WHAT TO PRODUCE: Please find every line in the entries below that contains the string "ContentType", and copy it.
● ● ● ● ● ● ●
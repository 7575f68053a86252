#![cfg(feature = "rest")]

use std::sync::Arc;

use agora_core::domain::{ContentPatch, ContentType};
use agora_core::error::StoreError;
use agora_core::feed::FeedFilter;
use agora_core::ports::ContentStore;
use agora_infra::{FeedAssembler, PostgrestConfig, PostgrestContentStore};
use serde_json::json;
use uuid::Uuid;
use wiremock::matchers::{header, method, path, query_param};
use wiremock::{Mock, MockServer, ResponseTemplate};

fn row(creator_id: Uuid, title: &str, published: bool) -> serde_json::Value {
    json!({
        "id": Uuid::new_v4(),
        "creator_id": creator_id,
        "title": title,
        "description": "episode notes",
        "content_type": "audio",
        "content_data": {"audio_url": "https://cdn.example/ep.mp3"},
        "tier_required": "supporter",
        "is_published": published,
        "scheduled_publish_at": null,
        "view_count": 40,
        "like_count": 7,
        "comment_count": 2,
        "tags": ["podcast"],
        "created_at": "2025-02-01T09:00:00.123456+00:00",
        "updated_at": "2025-02-01T09:00:00.123456+00:00"
    })
}

fn store_for(server: &MockServer) -> PostgrestContentStore {
    PostgrestContentStore::new(PostgrestConfig::new(server.uri(), "anon-key")).unwrap()
}

#[tokio::test]
async fn enriched_listing_sends_embed_select_and_keys() {
    let server = MockServer::start().await;
    let creator = Uuid::new_v4();
    let mut body = row(creator, "Ep. 12", true);
    body["profiles"] = json!({
        "id": creator,
        "username": "radio_ru",
        "display_name": null,
        "avatar_url": null
    });

    Mock::given(method("GET"))
        .and(path("/rest/v1/content"))
        .and(query_param("select", "*,profiles(*)"))
        .and(query_param("is_published", "eq.true"))
        .and(query_param("order", "created_at.desc"))
        .and(query_param("limit", "20"))
        .and(header("apikey", "anon-key"))
        .and(header("authorization", "Bearer anon-key"))
        .respond_with(ResponseTemplate::new(200).set_body_json(json!([body])))
        .expect(1)
        .mount(&server)
        .await;

    let rows = store_for(&server)
        .list_published_global_enriched(20)
        .await
        .unwrap();

    assert_eq!(rows.len(), 1);
    assert_eq!(rows[0].item.content_type, ContentType::Audio);
    assert_eq!(rows[0].creator.as_ref().unwrap().shown_name(), "radio_ru");
    server.verify().await;
}

#[tokio::test]
async fn feed_falls_back_when_embed_is_rejected() {
    let server = MockServer::start().await;
    let creator = Uuid::new_v4();

    Mock::given(method("GET"))
        .and(path("/rest/v1/content"))
        .and(query_param("select", "*,profiles(*)"))
        .respond_with(ResponseTemplate::new(400).set_body_json(json!({
            "code": "PGRST200",
            "message": "Could not find a relationship between 'content' and 'profiles'"
        })))
        .expect(1)
        .mount(&server)
        .await;
    Mock::given(method("GET"))
        .and(path("/rest/v1/content"))
        .and(query_param("select", "*"))
        .respond_with(ResponseTemplate::new(200).set_body_json(json!([row(creator, "Ep. 13", true)])))
        .expect(1)
        .mount(&server)
        .await;

    let assembler = FeedAssembler::new(Arc::new(store_for(&server)));
    let entries = assembler.load(&FeedFilter::global()).await.unwrap();

    assert_eq!(entries.len(), 1);
    assert_eq!(entries[0].item.title, "Ep. 13");
    assert!(entries[0].creator.is_none());
    server.verify().await;
}

#[tokio::test]
async fn unparsable_schedule_passes_through_the_store() {
    let server = MockServer::start().await;
    let creator = Uuid::new_v4();
    let mut body = row(creator, "Teaser", false);
    body["scheduled_publish_at"] = json!("sometime next week");

    Mock::given(method("GET"))
        .and(path("/rest/v1/content"))
        .and(query_param("creator_id", format!("eq.{creator}")))
        .respond_with(ResponseTemplate::new(200).set_body_json(json!([body])))
        .mount(&server)
        .await;

    let assembler = FeedAssembler::new(Arc::new(store_for(&server)));
    let entries = assembler
        .load(&FeedFilter::creator(creator).including_unpublished())
        .await
        .unwrap();

    assert_eq!(entries.len(), 1);
    assert_eq!(entries[0].evaluation.state.as_str(), "draft");
}

#[tokio::test]
async fn public_profile_asks_backend_for_published_rows_only() {
    let server = MockServer::start().await;
    let creator = Uuid::new_v4();

    Mock::given(method("GET"))
        .and(path("/rest/v1/content"))
        .and(query_param("creator_id", format!("eq.{creator}")))
        .and(query_param("is_published", "eq.true"))
        .and(query_param("limit", "2"))
        .respond_with(ResponseTemplate::new(200).set_body_json(json!([row(creator, "Ep. 1", true)])))
        .expect(1)
        .mount(&server)
        .await;

    let assembler = FeedAssembler::new(Arc::new(store_for(&server)));
    let entries = assembler
        .load(&FeedFilter::creator(creator).with_limit(2))
        .await
        .unwrap();

    assert_eq!(entries.len(), 1);
    server.verify().await;
}

#[tokio::test]
async fn update_of_missing_row_is_not_found() {
    let server = MockServer::start().await;
    let id = Uuid::new_v4();

    Mock::given(method("PATCH"))
        .and(path("/rest/v1/content"))
        .and(query_param("id", format!("eq.{id}")))
        .and(header("prefer", "return=representation"))
        .respond_with(ResponseTemplate::new(200).set_body_json(json!([])))
        .mount(&server)
        .await;

    let patch = ContentPatch {
        title: Some("renamed".into()),
        ..Default::default()
    };
    let err = store_for(&server).update(id, patch).await.unwrap_err();
    assert!(matches!(err, StoreError::NotFound));
}

#[tokio::test]
async fn server_error_is_a_query_error_with_status() {
    let server = MockServer::start().await;

    Mock::given(method("GET"))
        .respond_with(ResponseTemplate::new(503).set_body_string("maintenance"))
        .mount(&server)
        .await;

    let err = store_for(&server).list_published_global(5).await.unwrap_err();
    match err {
        StoreError::Query(msg) => assert!(msg.contains("503") && msg.contains("maintenance")),
        other => panic!("unexpected error: {other:?}"),
    }
}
● ● ● ● ● ● ●
SOLVED EXERCISE:
use agora_core::domain::{ContentPatch, ContentType};
    assert_eq!(rows[0].item.content_type, ContentType::Audio);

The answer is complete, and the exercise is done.